Einmal rief eine Autorin an, um mir aus dem Manuskript eines Unbekannten vorzulesen, das ihr eben in die Hände gefallen war. Am Ende des Absatzes bat ich sie, weiterzulesen. Sie fuhr fort, unterbrach sich ab und zu, aber jedes Mal waren wir uns einig, noch nicht genug zu haben. Also las sie die ganze Erzählung. In die anschließende Stille hinein gestanden wir uns ein, dass wir ihn beide wollten. Kurzes Gerangel am Telefon, dann fand sich eine Lösung. Sie hat heute ein Kind mit ihm und ich habe einige gemeinsam publizierte Bücher.
3 Das neue Akzente-Heft hat als Thema 'Unmögliches'. Wie verhält sich das Unmögliche in der Literatur zur Wahrscheinlichkeit? Wie unwahrscheinlich darf das Unmögliche sein?
Fiction ist ihrem Wesen nach fiktiv. In der Regel verbirgt sich die Literatur unter dem Mantel der Wahrscheinlichkeit und lugt nur für Momente darunter hervor. Das Besondere bei der Arbeit am neuen Heft war es, gerade solche Schreibweisen zu finden, die diese Bemäntelung von sich werfen und voll auf Unwahrscheinlichkeit setzen. Das wird bisweilen waghalsig. Aber dafür lieben wir sie ja, die Literatur.
4 Wenn man das literarische Schreiben mittlerweile auch studieren kann, kann man auch das Verlegen studieren?
Ebenso gut oder schlecht wie das Schreiben, auch wenn es bei keiner Universität auf dem Klingelschild steht. Letztlich geht es hier wie dort darum, Gespür zu entwickeln – für Gassen wie für Sackgassen.
5 Welche Figur des Verlegers fasziniert Sie in Romanen? (Gibt es eine?)
Mir fallen nur Abziehbilder ein. Womöglich ist der Verleger eine durch und durch undurchdringliche Figur. Schön wärs. Der blinde Fleck der Literatur, der ungeprüfte Prüfstein. Vielleicht sollte man Verlegern ohnehin eher in ihren Briefwechseln begegnen als im Roman.
6 Wie gestaltet sich für Sie das Schreiben mit den Autoren - wird all Ihre elektronische Korrespondenz vom Sekretariat archiviert, für spätere Buchausgaben von E-mails?

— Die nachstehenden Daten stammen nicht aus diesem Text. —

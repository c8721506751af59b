//! Search configuration passed explicitly into every entry point.

use serde::{Deserialize, Serialize};

use crate::error::{Error, Result};
use crate::mapping::{PriorityMapping, StatusMapping};
use crate::ranking::SortPlan;
use crate::scoring::ScoringWeights;
use crate::stop_words::StopWordsConfig;
use crate::time::parse_timezone;

/// Query mode; picks the sort plan and result limit.
#[derive(Debug, Clone, Copy, Default, PartialEq, Eq, Serialize, Deserialize)]
#[serde(rename_all = "lowercase")]
pub enum ChatMode {
    /// Pattern-based parsing, direct results.
    #[default]
    Simple,
    /// AI-parsed intent, direct results.
    Smart,
    /// Ranked tasks handed to an assistant as context.
    Chat,
}

#[derive(Debug, Clone, PartialEq, Eq, Serialize, Deserialize)]
#[serde(default)]
pub struct SortSection {
    pub simple: Vec<String>,
    pub smart: Vec<String>,
    pub chat: Vec<String>,
}

impl Default for SortSection {
    fn default() -> Self {
        let plan = |xs: &[&str]| xs.iter().map(|s| s.to_string()).collect::<Vec<_>>();
        Self {
            simple: plan(&["relevance", "dueDate", "priority"]),
            smart: plan(&["relevance", "dueDate", "priority"]),
            chat: plan(&["auto"]),
        }
    }
}

impl SortSection {
    pub fn plan(&self, mode: ChatMode) -> SortPlan {
        match mode {
            ChatMode::Simple => SortPlan::parse(&self.simple),
            ChatMode::Smart => SortPlan::parse(&self.smart),
            ChatMode::Chat => SortPlan::parse(&self.chat),
        }
    }
}

#[derive(Debug, Clone, Copy, PartialEq, Eq, Serialize, Deserialize)]
#[serde(default)]
pub struct Limits {
    /// Results returned in simple and smart mode.
    pub max_direct_results: usize,
    /// Tasks considered for an assistant in chat mode.
    pub max_tasks_for_ai: usize,
    /// Tasks recommended back in chat mode.
    pub max_recommendations: usize,
}

impl Default for Limits {
    fn default() -> Self {
        Self {
            max_direct_results: 20,
            max_tasks_for_ai: 100,
            max_recommendations: 10,
        }
    }
}

#[derive(Debug, Clone, PartialEq, Serialize, Deserialize)]
#[serde(default)]
pub struct SearchConfig {
    pub timezone: String,
    /// 0 = adaptive threshold, >0 = fixed minimum final score.
    pub quality_filter_strength: f64,
    pub priority_mapping: PriorityMapping,
    pub status_mapping: StatusMapping,
    pub stop_words: StopWordsConfig,
    pub sort: SortSection,
    pub limits: Limits,
    pub scoring: ScoringWeights,
}

impl Default for SearchConfig {
    fn default() -> Self {
        Self {
            timezone: "UTC".to_string(),
            quality_filter_strength: 0.0,
            priority_mapping: PriorityMapping::default(),
            status_mapping: StatusMapping::default(),
            stop_words: StopWordsConfig::default(),
            sort: SortSection::default(),
            limits: Limits::default(),
            scoring: ScoringWeights::default(),
        }
    }
}

impl SearchConfig {
    pub fn validate(&self) -> Result<()> {
        parse_timezone(&self.timezone)?;

        if !(self.quality_filter_strength >= 0.0 && self.quality_filter_strength.is_finite()) {
            return Err(Error::config("quality_filter_strength must be a non-negative number"));
        }
        let w = &self.scoring;
        if [w.relevance, w.due_date, w.priority, w.status]
            .iter()
            .any(|x| !(*x >= 0.0 && x.is_finite()))
        {
            return Err(Error::config("scoring weights must be non-negative numbers"));
        }
        for mode in [ChatMode::Simple, ChatMode::Smart, ChatMode::Chat] {
            if self.sort.plan(mode).is_empty() {
                return Err(Error::config(format!(
                    "sort plan for {mode:?} mode has no known criteria"
                )));
            }
        }
        let l = &self.limits;
        if l.max_direct_results == 0 || l.max_tasks_for_ai == 0 || l.max_recommendations == 0 {
            return Err(Error::config("limits must be greater than zero"));
        }
        if let Some(alias) = self.priority_mapping.duplicate_alias() {
            return Err(Error::config(format!(
                "priority alias '{alias}' is mapped to more than one level"
            )));
        }
        Ok(())
    }

    pub fn limit(&self, mode: ChatMode) -> usize {
        match mode {
            ChatMode::Simple | ChatMode::Smart => self.limits.max_direct_results,
            ChatMode::Chat => self.limits.max_recommendations,
        }
    }
}
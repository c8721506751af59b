//! Task model shared by the provider, the filter engine, and the scorer.
//!
//! Records are produced per query by a task provider and never persisted by the
//! core. The only mutable part is the `cached_scores` side-channel.

use chrono::NaiveDate;
use serde::{Deserialize, Serialize};

use crate::scoring::CachedScores;

/// Normalized workflow category of a task.
#[derive(Debug, Clone, Copy, PartialEq, Eq, Hash, PartialOrd, Ord, Serialize, Deserialize)]
#[serde(rename_all = "camelCase")]
pub enum StatusCategory {
    Open,
    InProgress,
    Completed,
    Cancelled,
    Other,
}

impl StatusCategory {
    pub const ALL: [StatusCategory; 5] = [
        StatusCategory::Open,
        StatusCategory::InProgress,
        StatusCategory::Completed,
        StatusCategory::Cancelled,
        StatusCategory::Other,
    ];

    /// Stable code used in filters and JSON.
    pub fn code(self) -> &'static str {
        match self {
            StatusCategory::Open => "open",
            StatusCategory::InProgress => "inProgress",
            StatusCategory::Completed => "completed",
            StatusCategory::Cancelled => "cancelled",
            StatusCategory::Other => "other",
        }
    }

    pub fn from_code(code: &str) -> Option<Self> {
        let c = code.trim();
        Self::ALL
            .into_iter()
            .find(|s| s.code().eq_ignore_ascii_case(c))
    }
}

/// Core task type.
#[derive(Debug, Clone, PartialEq, Serialize, Deserialize)]
#[serde(rename_all = "camelCase")]
pub struct Task {
    pub id: String,
    pub source_path: String,
    /// 1-based line in the source note.
    pub line_number: usize,

    /// Display text with inline metadata stripped.
    pub text: String,
    /// Raw line as found in the note.
    pub original_text: String,

    /// Raw status (checkbox symbol or provider text).
    pub status: String,
    pub status_category: StatusCategory,

    /// 0 = none, 1 = highest, 4 = lowest.
    #[serde(default)]
    pub priority: u8,

    #[serde(default)]
    pub created_date: Option<NaiveDate>,
    #[serde(default)]
    pub completed_date: Option<NaiveDate>,
    #[serde(default)]
    pub due_date: Option<NaiveDate>,

    #[serde(default)]
    pub tags: Vec<String>,
    #[serde(default)]
    pub note_tags: Vec<String>,
    #[serde(default)]
    pub folder: Option<String>,

    #[serde(skip)]
    pub cached_scores: Option<CachedScores>,
}

impl Task {
    pub fn new(id: impl Into<String>, text: impl Into<String>) -> Self {
        let text = text.into();
        Self {
            id: id.into(),
            source_path: String::new(),
            line_number: 0,
            original_text: format!("- [ ] {text}"),
            text,
            status: " ".to_string(),
            status_category: StatusCategory::Open,
            priority: 0,
            created_date: None,
            completed_date: None,
            due_date: None,
            tags: Vec::new(),
            note_tags: Vec::new(),
            folder: None,
            cached_scores: None,
        }
    }

    pub fn with_source(mut self, path: impl Into<String>, line_number: usize) -> Self {
        self.source_path = path.into();
        self.line_number = line_number;
        self
    }

    pub fn with_status(mut self, raw: impl Into<String>, category: StatusCategory) -> Self {
        self.status = raw.into();
        self.status_category = category;
        self
    }

    pub fn with_priority(mut self, priority: u8) -> Self {
        self.priority = if priority <= 4 { priority } else { 0 };
        self
    }

    pub fn with_due(mut self, due: NaiveDate) -> Self {
        self.due_date = Some(due);
        self
    }

    pub fn with_created(mut self, created: NaiveDate) -> Self {
        self.created_date = Some(created);
        self
    }

    pub fn with_tags<I, S>(mut self, tags: I) -> Self
    where
        I: IntoIterator<Item = S>,
        S: Into<String>,
    {
        self.tags = tags.into_iter().map(Into::into).collect();
        self
    }

    pub fn with_note_tags<I, S>(mut self, tags: I) -> Self
    where
        I: IntoIterator<Item = S>,
        S: Into<String>,
    {
        self.note_tags = tags.into_iter().map(Into::into).collect();
        self
    }

    pub fn with_folder(mut self, folder: impl Into<String>) -> Self {
        self.folder = Some(folder.into());
        self
    }

    /// Folder of the task, falling back to the parent directory of its note.
    pub fn folder_path(&self) -> Option<&str> {
        if let Some(f) = self.folder.as_deref() {
            return Some(f);
        }
        self.source_path
            .rsplit_once('/')
            .map(|(dir, _)| dir)
            .filter(|dir| !dir.is_empty())
    }

}

/// Normalize a tag for comparison: no leading `#`, lowercase.
pub fn normalize_tag(tag: &str) -> String {
    tag.trim().trim_start_matches('#').to_lowercase()
}

#[cfg(test)]
mod tests {
    use super::*;

    #[test]
    fn folder_falls_back_to_note_directory() {
        let t = Task::new("t1", "write report").with_source("Work/Reports/weekly.md", 3);
        assert_eq!(t.folder_path(), Some("Work/Reports"));

        let root = Task::new("t2", "root note").with_source("inbox.md", 1);
        assert_eq!(root.folder_path(), None);

        let explicit = Task::new("t3", "x")
            .with_source("Work/a.md", 1)
            .with_folder("Personal");
        assert_eq!(explicit.folder_path(), Some("Personal"));
    }

    #[test]
    fn status_codes_round_trip() {
        for s in StatusCategory::ALL {
            assert_eq!(StatusCategory::from_code(s.code()), Some(s));
        }
        assert_eq!(StatusCategory::from_code("INPROGRESS"), Some(StatusCategory::InProgress));
        assert_eq!(StatusCategory::from_code("later"), None);
    }

    #[test]
    fn out_of_range_priority_is_none() {
        assert_eq!(Task::new("t", "x").with_priority(7).priority, 0);
        assert_eq!(Task::new("t", "x").with_priority(2).priority, 2);
    }

    #[test]
    fn cached_scores_are_not_serialized() {
        let t = Task::new("t1", "x");
        let json = serde_json::to_value(&t).unwrap();
        assert!(json.get("cachedScores").is_none());
        assert_eq!(json["statusCategory"], "open");
    }
}
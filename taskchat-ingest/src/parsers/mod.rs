pub mod front_matter;
pub mod markdown_task;

pub use front_matter::parse_front_matter;
pub use markdown_task::MarkdownTaskParser;
//! Ranking engine: stable multi-key sort over scored tasks.
//!
//! A sort plan is an ordered chain of tie-breaks. Ties left after the last
//! criterion keep input order (the order the filter emitted), so identical
//! inputs always rank identically.

use serde::{Deserialize, Serialize};
use std::cmp::Ordering;
use std::fmt;
use std::str::FromStr;
use tracing::debug;

use crate::scoring::ScoredTask;

#[derive(Debug, Clone, Copy, PartialEq, Eq, Hash, Serialize, Deserialize)]
#[serde(rename_all = "camelCase")]
pub enum SortCriterion {
    Relevance,
    DueDate,
    Priority,
    Created,
    Alphabetical,
    /// Resolved from an externally suggested ordering.
    Auto,
}

/// Plan used when `auto` has nothing to resolve to.
pub const DEFAULT_PLAN: [SortCriterion; 3] = [
    SortCriterion::Relevance,
    SortCriterion::DueDate,
    SortCriterion::Priority,
];

impl SortCriterion {
    pub fn as_str(self) -> &'static str {
        match self {
            SortCriterion::Relevance => "relevance",
            SortCriterion::DueDate => "dueDate",
            SortCriterion::Priority => "priority",
            SortCriterion::Created => "created",
            SortCriterion::Alphabetical => "alphabetical",
            SortCriterion::Auto => "auto",
        }
    }

    fn compare(self, a: &ScoredTask, b: &ScoredTask) -> Ordering {
        match self {
            // Higher score first for the three score-backed criteria.
            SortCriterion::Relevance => b.scores.relevance.total_cmp(&a.scores.relevance),
            SortCriterion::DueDate => b.scores.due_date.total_cmp(&a.scores.due_date),
            SortCriterion::Priority => b.scores.priority.total_cmp(&a.scores.priority),
            // Oldest first, undated last.
            SortCriterion::Created => match (a.task.created_date, b.task.created_date) {
                (Some(x), Some(y)) => x.cmp(&y),
                (Some(_), None) => Ordering::Less,
                (None, Some(_)) => Ordering::Greater,
                (None, None) => Ordering::Equal,
            },
            SortCriterion::Alphabetical => a
                .task
                .text
                .trim()
                .to_lowercase()
                .cmp(&b.task.text.trim().to_lowercase()),
            SortCriterion::Auto => Ordering::Equal,
        }
    }
}

impl fmt::Display for SortCriterion {
    fn fmt(&self, f: &mut fmt::Formatter<'_>) -> fmt::Result {
        f.write_str(self.as_str())
    }
}

#[derive(Debug, Clone, PartialEq, Eq, thiserror::Error)]
#[error("unknown sort criterion: {0}")]
pub struct UnknownCriterion(pub String);

impl FromStr for SortCriterion {
    type Err = UnknownCriterion;

    fn from_str(s: &str) -> Result<Self, Self::Err> {
        let c = match s.trim().to_lowercase().replace(['_', '-', ' '], "").as_str() {
            "relevance" | "relevant" => SortCriterion::Relevance,
            "duedate" | "due" => SortCriterion::DueDate,
            "priority" | "prio" => SortCriterion::Priority,
            "created" | "createddate" => SortCriterion::Created,
            "alphabetical" | "alpha" | "text" => SortCriterion::Alphabetical,
            "auto" => SortCriterion::Auto,
            _ => return Err(UnknownCriterion(s.to_string())),
        };
        Ok(c)
    }
}

/// Ordered list of tie-break criteria.
#[derive(Debug, Clone, Default, PartialEq, Eq)]
pub struct SortPlan(Vec<SortCriterion>);

impl SortPlan {
    pub fn new(criteria: Vec<SortCriterion>) -> Self {
        Self(criteria)
    }

    /// Parse tokens, skipping unknown ones.
    pub fn parse<S: AsRef<str>>(tokens: &[S]) -> Self {
        let criteria = tokens
            .iter()
            .filter_map(|t| match t.as_ref().parse::<SortCriterion>() {
                Ok(c) => Some(c),
                Err(e) => {
                    debug!(error = %e, "skipping sort token");
                    None
                }
            })
            .collect();
        Self(criteria)
    }

    pub fn criteria(&self) -> &[SortCriterion] {
        &self.0
    }

    pub fn is_empty(&self) -> bool {
        self.0.is_empty()
    }

    /// Replace `auto` with an external ordering, or with [`DEFAULT_PLAN`]
    /// when none is supplied. Later duplicates are dropped.
    pub fn resolve(&self, external: Option<&[SortCriterion]>) -> SortPlan {
        fn push(c: SortCriterion, out: &mut Vec<SortCriterion>) {
            if c != SortCriterion::Auto && !out.contains(&c) {
                out.push(c);
            }
        }

        let mut out: Vec<SortCriterion> = Vec::new();
        for &c in &self.0 {
            if c == SortCriterion::Auto {
                let replacement = external
                    .filter(|e| e.iter().any(|x| *x != SortCriterion::Auto))
                    .unwrap_or(&DEFAULT_PLAN[..]);
                for &r in replacement {
                    push(r, &mut out);
                }
            } else {
                push(c, &mut out);
            }
        }
        SortPlan(out)
    }
}

impl From<Vec<SortCriterion>> for SortPlan {
    fn from(v: Vec<SortCriterion>) -> Self {
        SortPlan(v)
    }
}

/// Stable sort by `plan`, then keep at most `limit` tasks.
pub fn rank(mut tasks: Vec<ScoredTask>, plan: &SortPlan, limit: usize) -> Vec<ScoredTask> {
    let plan = plan.resolve(None);
    tasks.sort_by(|a, b| {
        plan.criteria()
            .iter()
            .map(|c| c.compare(a, b))
            .find(|o| *o != Ordering::Equal)
            .unwrap_or(Ordering::Equal)
    });
    tasks.truncate(limit);
    tasks
}

#[cfg(test)]
mod tests {
    use super::*;
    use crate::scoring::ScoreComponents;
    use crate::task::Task;
    use chrono::NaiveDate;

    fn scored(id: &str, relevance: f64, due: f64, priority: f64) -> ScoredTask {
        ScoredTask {
            task: Task::new(id, id),
            scores: ScoreComponents {
                relevance,
                due_date: due,
                priority,
                status: 0.8,
                final_score: 0.0,
            },
        }
    }

    fn ids(tasks: &[ScoredTask]) -> Vec<&str> {
        tasks.iter().map(|t| t.task.id.as_str()).collect()
    }

    #[test]
    fn parse_skips_unknown_tokens() {
        let plan = SortPlan::parse(&["priority", "bogus", "due", "Alphabetical"]);
        assert_eq!(
            plan.criteria(),
            &[SortCriterion::Priority, SortCriterion::DueDate, SortCriterion::Alphabetical]
        );
        let err = "nope".parse::<SortCriterion>().unwrap_err();
        assert_eq!(err, UnknownCriterion("nope".into()));
        assert_eq!(err.to_string(), "unknown sort criterion: nope");
    }

    #[test]
    fn auto_resolves_to_external_or_default() {
        let plan = SortPlan::new(vec![SortCriterion::Auto, SortCriterion::Created]);
        assert_eq!(
            plan.resolve(None).criteria(),
            &[
                SortCriterion::Relevance,
                SortCriterion::DueDate,
                SortCriterion::Priority,
                SortCriterion::Created
            ]
        );
        let external = [SortCriterion::Priority, SortCriterion::Created];
        assert_eq!(
            plan.resolve(Some(&external)).criteria(),
            &[SortCriterion::Priority, SortCriterion::Created]
        );
    }

    #[test]
    fn tie_breaks_chain_and_stay_stable() {
        let tasks = vec![
            scored("far", 0.0, 0.2, 0.75),
            scored("tie1", 0.0, 0.5, 0.5),
            scored("near", 0.0, 0.9, 0.75),
            scored("tie2", 0.0, 0.5, 0.5),
        ];
        let plan = SortPlan::new(vec![SortCriterion::Priority, SortCriterion::DueDate]);
        let out = rank(tasks, &plan, 10);
        assert_eq!(ids(&out), vec!["near", "far", "tie1", "tie2"]);
    }

    #[test]
    fn truncates_after_sorting() {
        let tasks = vec![scored("a", 0.1, 0.0, 0.0), scored("b", 2.0, 0.0, 0.0), scored("c", 1.0, 0.0, 0.0)];
        let out = rank(tasks, &SortPlan::new(vec![SortCriterion::Relevance]), 2);
        assert_eq!(ids(&out), vec!["b", "c"]);
    }

    #[test]
    fn created_puts_undated_last_and_alphabetical_ignores_case() {
        let d = |day| NaiveDate::from_ymd_opt(2026, 1, day).unwrap();
        let mut a = scored("a", 0.0, 0.0, 0.0);
        a.task.text = "zebra".into();
        let mut b = scored("b", 0.0, 0.0, 0.0);
        b.task.text = "Apple".into();
        b.task.created_date = Some(d(10));
        let mut c = scored("c", 0.0, 0.0, 0.0);
        c.task.text = "mango".into();
        c.task.created_date = Some(d(2));

        let by_created = rank(
            vec![a.clone(), b.clone(), c.clone()],
            &SortPlan::new(vec![SortCriterion::Created]),
            10,
        );
        assert_eq!(ids(&by_created), vec!["c", "b", "a"]);

        let by_text = rank(vec![a, b, c], &SortPlan::new(vec![SortCriterion::Alphabetical]), 10);
        assert_eq!(ids(&by_text), vec!["b", "c", "a"]);
    }
}
//! taskchat-core: Query understanding and ranking over note-embedded tasks

pub mod config;
pub mod date_range;
pub mod error;
pub mod extractor;
pub mod filter;
pub mod intent;
pub mod mapping;
pub mod parsed;
pub mod ranking;
pub mod scoring;
pub mod search;
pub mod stop_words;
pub mod task;
pub mod time;

pub use config::{ChatMode, Limits, SearchConfig, SortSection};
pub use date_range::{due_filter_range, DateInterval, DateOperator, DateRange};
pub use error::{Error, Result};
pub use extractor::IntentExtractor;
pub use filter::{filter_tasks, CompiledFilter, TaskFilter};
pub use intent::{DueDateIntent, OneOrMany, QueryIntent};
pub use mapping::{priority_from_emoji, PriorityMapping, StatusAliases, StatusMapping};
pub use parsed::{AiParsedQuery, ParsedQuery};
pub use ranking::{rank, SortCriterion, SortPlan};
pub use scoring::{score, ScoreComponents, ScoredTask, ScoringContext, ScoringWeights};
pub use search::{QueryInput, SearchOutcome, SearchPipeline, SearchRequest, StageCounts};
pub use stop_words::{StopWords, StopWordsConfig};
pub use task::{StatusCategory, Task};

Ich fürchte, wir werden uns auf eine Zukunft voll langer, einsamer Winterabende ganz ohne Autoren-Verleger-Briefwechsel einstellen müssen. So unerträglich es klingt.
7 Sie sind selbst auch als Übersetzer tätig. In welcher Ihnen fremden Sprache würden Sie gern lesen und schreiben, und warum? Vermissen Sie etwas im Deutschen?
Als Junge lernte ich Friedrich Rückerts schönen Satz: „Mit jeder Sprache mehr, die du erlernst, befreist du einen bis daher in dir gebundnen Geist.“ Es hat Jahre gedauert, bis ich den Reim darin entdeckte. Ich würde gerne allerlei Geister befreien, zum Beispiel den chinesischen. Ich habe mal ein Jahr lang angefangen, die Schriftzeichen zu lernen, aber das befreite gleich eine solche Unmenge von Geistern, dass ich aufhören musste.